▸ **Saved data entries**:

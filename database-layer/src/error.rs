use thiserror::Error;

#[derive(Error, Debug)]
pub enum DatabaseError {
    #[error("Connection failed: {0}")]
    ConnectionFailed(String),

    #[error("Query failed: {0}")]
    QueryFailed(String),

    #[error("Migration error: {0}")]
    MigrationError(String),

    #[error("Database error: {0}")]
    SqlxError(#[from] sqlx::Error),
}

impl From<sqlx::migrate::MigrateError> for DatabaseError {
    fn from(err: sqlx::migrate::MigrateError) -> Self {
        DatabaseError::MigrationError(err.to_string())
    }
}

pub type DatabaseResult<T> = Result<T, DatabaseError>;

▸ **What is needed**: Say how many lines in the records hold the string "MigrateError". Give no other words.

▸ **Problem solution**: 2